La Figure en dessous présente les lignes de moindre tension cutanée du visage d'après Borges(A), les comparant aux schémas de Langer(B) et de Kraissl (C)
Au niveau du visage, les lignes d'incision privilégient généralement le suivi des rides , sauf dans certains cas particuliers tels que la zone médio-frontale où une orientation verticale peut être appropriée.
En ce qui concerne le reste du corps, le schéma de référence est celui proposé par Kraissl, qui suggère des incisions transversales pour les membres et le tronc, à l'exception du dos et de la région claviculaire
Dans certaines situations, la tension est neutre et la perte de substance ne provoque pas de déformation notable (comme c'est le cas pour les paumes, les plantes des pieds, le cuir chevelu et la face antérieure du thorax, ainsi que les bras)
Cependant, il est essentiel de noter qu'il existe d'importantes variations individuelles, et l'évaluation pour chaque patient devra être basée sur des tests pratiques.
D-Tests pratiques pour la détermination des lignes d'incision:
1-TEST D'ÉTIREMENT CUTANÉ:
Le test d'étirement cutané évalue l'élasticité de la peau, sa mobilité par rapport aux couches profondes et sa résistance. Il permet d'évaluer les niveaux de tension et les déplacements de la peau périphérique, aidant ainsi à localiser la zone cutanée donneuse qui sera utilisée pour fermer la perte de substance.
Ce test est réalisé avant de dessiner les repères chirurgicaux et d'administrer l'anesthésie locale. Il consiste à pincer la peau entre le pouce et l'index, ou entre les deux mains.
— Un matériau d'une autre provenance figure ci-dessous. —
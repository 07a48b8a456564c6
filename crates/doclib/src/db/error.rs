//! Database error types.

use std::path::PathBuf;
use thiserror::Error;

/// Errors from database operations.
#[derive(Error, Debug)]
pub enum DatabaseError {
    /// SQLite error from rusqlite.
    #[error("SQLite error: {0}")]
    Sqlite(#[from] rusqlite::Error),

    /// IO error when creating directories or files.
    #[error("IO error for path '{path}': {source}")]
    Io {
        path: PathBuf,
        #[source]
        source: std::io::Error,
    },

    /// A migration failed to apply.
    #[error("Migration failed at version {version}: {reason}")]
    Migration { version: u32, reason: String },

    /// A stored timestamp could not be parsed.
    #[error("Invalid timestamp '{value}' on row '{id}'")]
    InvalidTimestamp { id: String, value: String },

    /// The database lock was poisoned.
    #[error("Database lock poisoned")]
    LockPoisoned,
}
//! Local SQLite store behind the `sqlite` backend.
//!
//! Holds the `pdf_documents` table; the file bytes live next to the
//! database in a blob directory, not in SQLite. Opening a database brings
//! its schema up to date before any document query runs.

use std::path::{Path, PathBuf};
use std::sync::{Arc, Mutex};

use rusqlite::Connection;

pub mod document_repo;
pub mod error;
pub mod migrations;

pub use error::DatabaseError;

/// Shared handle to the document database.
///
/// Every clone talks to the same connection; queries from concurrent
/// catalog calls take turns on the lock.
#[derive(Clone)]
pub struct Database {
    conn: Arc<Mutex<Connection>>,
}

impl Database {
    /// Opens the document database at `path`, creating the file and its
    /// parent directories on first use, and applies pending migrations.
    pub fn open(path: &Path) -> Result<Self, DatabaseError> {
        if let Some(parent) = path.parent() {
            std::fs::create_dir_all(parent).map_err(|e| DatabaseError::Io {
                path: parent.to_path_buf(),
                source: e,
            })?;
        }

        let conn = Connection::open(path)?;
        // WAL lets a reader list documents while an upload commits.
        conn.execute_batch("PRAGMA journal_mode=WAL;")?;

        migrations::run_all(&conn)?;
        log::info!(
            "Document database ready at {}",
            crate::sanitize::redact_path(path)
        );

        Ok(Self {
            conn: Arc::new(Mutex::new(conn)),
        })
    }

    /// Throwaway document database for tests and scratch catalogs.
    pub fn open_in_memory() -> Result<Self, DatabaseError> {
        let conn = Connection::open_in_memory()?;
        migrations::run_all(&conn)?;

        Ok(Self {
            conn: Arc::new(Mutex::new(conn)),
        })
    }

    pub fn with_conn<F, T>(&self, f: F) -> Result<T, DatabaseError>
    where
        F: FnOnce(&Connection) -> Result<T, DatabaseError>,
    {
        let conn = self.conn.lock().map_err(|_| DatabaseError::LockPoisoned)?;
        f(&conn)
    }
}

/// `~/.doclib/data/doclib.db`, used when `sqlite.databasePath` is unset.
pub fn default_database_path() -> Option<PathBuf> {
    dirs::home_dir().map(|h| h.join(".doclib").join("data").join("doclib.db"))
}
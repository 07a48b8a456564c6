use std::path::PathBuf;
use thiserror::Error;

use crate::supabase::RemoteError;

#[derive(Error, Debug)]
pub enum LibraryError {
    #[error("Configuration error: {0}")]
    Config(#[from] ConfigError),

    #[error("Catalog error: {0}")]
    Catalog(#[from] CatalogError),

    #[error("Session error: {0}")]
    Session(#[from] SessionError),

    #[error("Persistence error: {0}")]
    Persistence(#[from] crate::persistence::PersistenceError),

    #[error("Database error: {0}")]
    Database(#[from] crate::db::DatabaseError),

    #[error("Remote backend error: {0}")]
    Remote(#[from] RemoteError),

    #[error("Administrator login required")]
    Unauthorized,
}

#[derive(Error, Debug)]
pub enum ConfigError {
    #[error("Failed to read config file '{path}': {source}")]
    ReadFile {
        path: PathBuf,
        #[source]
        source: std::io::Error,
    },

    #[error("Failed to parse config JSON: {0}")]
    ParseJson(#[from] serde_json::Error),

    #[error("Config validation failed: {message}")]
    Validation { message: String },

    #[error("Schema validation failed: {errors}")]
    SchemaValidation { errors: String },

    #[error("Failed to resolve secret '{name}': {source}")]
    Secret {
        name: String,
        #[source]
        source: crate::secrets::SecretError,
    },
}

/// Errors from the blob side of the catalog.
#[derive(Error, Debug)]
pub enum StorageError {
    #[error("Failed to create directory '{path}': {source}")]
    CreateDirectory {
        path: PathBuf,
        #[source]
        source: std::io::Error,
    },

    #[error("Failed to write file '{path}': {source}")]
    WriteFile {
        path: PathBuf,
        #[source]
        source: std::io::Error,
    },

    #[error("Failed to read file '{path}': {source}")]
    ReadFile {
        path: PathBuf,
        #[source]
        source: std::io::Error,
    },

    #[error("Failed to remove file '{path}': {source}")]
    RemoveFile {
        path: PathBuf,
        #[source]
        source: std::io::Error,
    },

    #[error("Blob already exists at '{0}'")]
    BlobExists(String),

    #[error("Invalid storage path '{0}'")]
    InvalidPath(String),

    #[error("Blob store lock poisoned")]
    LockPoisoned,

    #[error("Remote storage error: {0}")]
    Remote(#[from] RemoteError),
}

/// Errors from the metadata side of the catalog.
#[derive(Error, Debug)]
pub enum MetadataError {
    #[error("Database error: {0}")]
    Database(#[from] crate::db::DatabaseError),

    #[error("Local storage error: {0}")]
    Persistence(#[from] crate::persistence::PersistenceError),

    #[error("Remote metadata error: {0}")]
    Remote(#[from] RemoteError),

    #[error("Corrupt document record: {0}")]
    Corrupt(String),
}

/// Upload input rejected before any storage call.
#[derive(Error, Debug, Clone, PartialEq, Eq)]
pub enum ValidationError {
    #[error("A document title is required")]
    EmptyTitle,

    #[error("No file was provided")]
    MissingFile,

    #[error("'{file_name}' is not a PDF file")]
    NotPdf { file_name: String },
}

#[derive(Error, Debug)]
pub enum CatalogError {
    #[error("Invalid upload: {0}")]
    Validation(#[from] ValidationError),

    #[error("Blob storage failed: {0}")]
    Storage(#[from] StorageError),

    #[error("Metadata storage failed: {0}")]
    Metadata(#[from] MetadataError),
}

#[derive(Error, Debug)]
pub enum SessionError {
    #[error("Failed to persist session marker: {0}")]
    Persistence(#[from] crate::persistence::PersistenceError),
}

pub type Result<T> = std::result::Result<T, LibraryError>;
//! Process-wide log subscriber.
//!
//! `log` records from this crate and its dependencies are bridged into
//! `tracing`, so catalog spans and plain log lines share one output.

use tracing_subscriber::layer::SubscriberExt;
use tracing_subscriber::EnvFilter;

use crate::config::{LogFormat, LoggingConfig};

#[derive(Debug, thiserror::Error)]
pub enum LoggingError {
    #[error("Invalid log filter '{filter}': {reason}")]
    InvalidFilter { filter: String, reason: String },

    #[error("A global tracing subscriber is already installed")]
    SubscriberAlreadySet,

    #[error("A global log bridge is already installed")]
    LogBridgeAlreadySet,
}

/// Filter directive used when `RUST_LOG` is unset.
fn default_directive(config: &LoggingConfig) -> String {
    format!("doclib={level},{level}", level = config.level.to_ascii_lowercase())
}

fn build_filter(config: &LoggingConfig) -> Result<EnvFilter, LoggingError> {
    if let Ok(filter) = EnvFilter::try_from_default_env() {
        return Ok(filter);
    }

    let directive = default_directive(config);
    EnvFilter::try_new(&directive).map_err(|e| LoggingError::InvalidFilter {
        filter: directive,
        reason: e.to_string(),
    })
}

/// Installs the global subscriber. Call once at startup; `RUST_LOG`
/// overrides the configured level.
pub fn init_logging(config: &LoggingConfig) -> Result<(), LoggingError> {
    let filter = build_filter(config)?;
    let registry = tracing_subscriber::registry().with(filter);

    let installed = match config.format {
        LogFormat::Json => tracing::subscriber::set_global_default(
            registry.with(tracing_subscriber::fmt::layer().json().with_target(true)),
        ),
        LogFormat::Text => tracing::subscriber::set_global_default(
            registry.with(tracing_subscriber::fmt::layer().with_target(true)),
        ),
    };
    installed.map_err(|_| LoggingError::SubscriberAlreadySet)?;

    tracing_log::LogTracer::init().map_err(|_| LoggingError::LogBridgeAlreadySet)?;

    log::debug!(
        "Logging initialized (level: {}, format: {:?})",
        config.level,
        config.format
    );
    Ok(())
}

#[cfg(test)]
mod tests {
    use super::*;
    use serial_test::serial;

    #[test]
    fn test_default_directive() {
        let config = LoggingConfig {
            level: "WARN".to_string(),
            format: LogFormat::Text,
        };
        assert_eq!(default_directive(&config), "doclib=warn,warn");
    }

    #[test]
    #[serial]
    fn test_build_filter_from_config() {
        std::env::remove_var("RUST_LOG");
        let filter = build_filter(&LoggingConfig::default()).unwrap();
        assert!(filter.to_string().to_lowercase().contains("doclib=info"));
    }

    #[test]
    #[serial]
    fn test_rust_log_overrides_config() {
        std::env::set_var("RUST_LOG", "doclib=trace");
        let filter = build_filter(&LoggingConfig::default()).unwrap();
        std::env::remove_var("RUST_LOG");
        assert!(filter.to_string().to_lowercase().contains("doclib=trace"));
    }
}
Lorsque le plissement de la peau est perpendiculaire aux lignes de moindre tension cutanée (LMTC), il génère des sillons linéaires et parallèles les uns aux autres, suivant les directions de moindre tension. En revanche, lorsque le plissement n'est pas perpendiculaire aux LMTC, les sillons prennent une forme en "S".
Si les lignes de moindre tension cutanée (LMTC) sont difficiles à identifier avant l'intervention chirurgicale (par exemple, sur une peau jeune sans rides ni plis), une approche pourrait consister à réaliser une exérèse circulaire et ensuite ajuster la suture en fonction de la déformation résultant de la perte de substance. Pour déterminer les lignes de tension pendant l'opération, le test d'étirement cutané (TEC) peut être effectué en utilisant deux crochets de Gillis ou en pinçant la peau entre la pince d'Adson et la main.
2-ANALYSE DES MOUVEMENTS:
L'évaluation des tensions et des déplacements tissulaires autour de la zone de perte de substance peut également être réalisée en analysant les mouvements musculaires préférentiels de la région concernée.
Lorsqu'une exérèse avec suture est effectuée dans des zones près des ouvertures naturelles (yeux, bouche, nez), il est essentiel de veiller au bon fonctionnement, à la symétrie et à l'ouverture des orifices. Dans ces régions, la réalisation des deux tests, à savoir le TEC et l'analyse des mouvements musculaires, est d'une importance primordiale pour détecter d'éventuels impacts fonctionnels indésirables.
Chez les personnes âgées, il est impératif de réaliser ces deux tests de manière systématique avant toute intervention dans la région palpébrale inférieure. Ces tests visent à évaluer la laxité des tarses et à estimer le risque d'ectropion.
En ce qui concerne le visage, en particulier chez les individus jeunes, les plis, les rides et leurs emplacements futurs peuvent être évalués en observant les expressions faciales, comme le sourire, le froncement des sourcils, la grimace et le plissement du nez. En prévoyant judicieusement l'emplacement de la cicatrice en fonction de ces mouvements naturels, il est possible de la dissimuler de manière anticipée.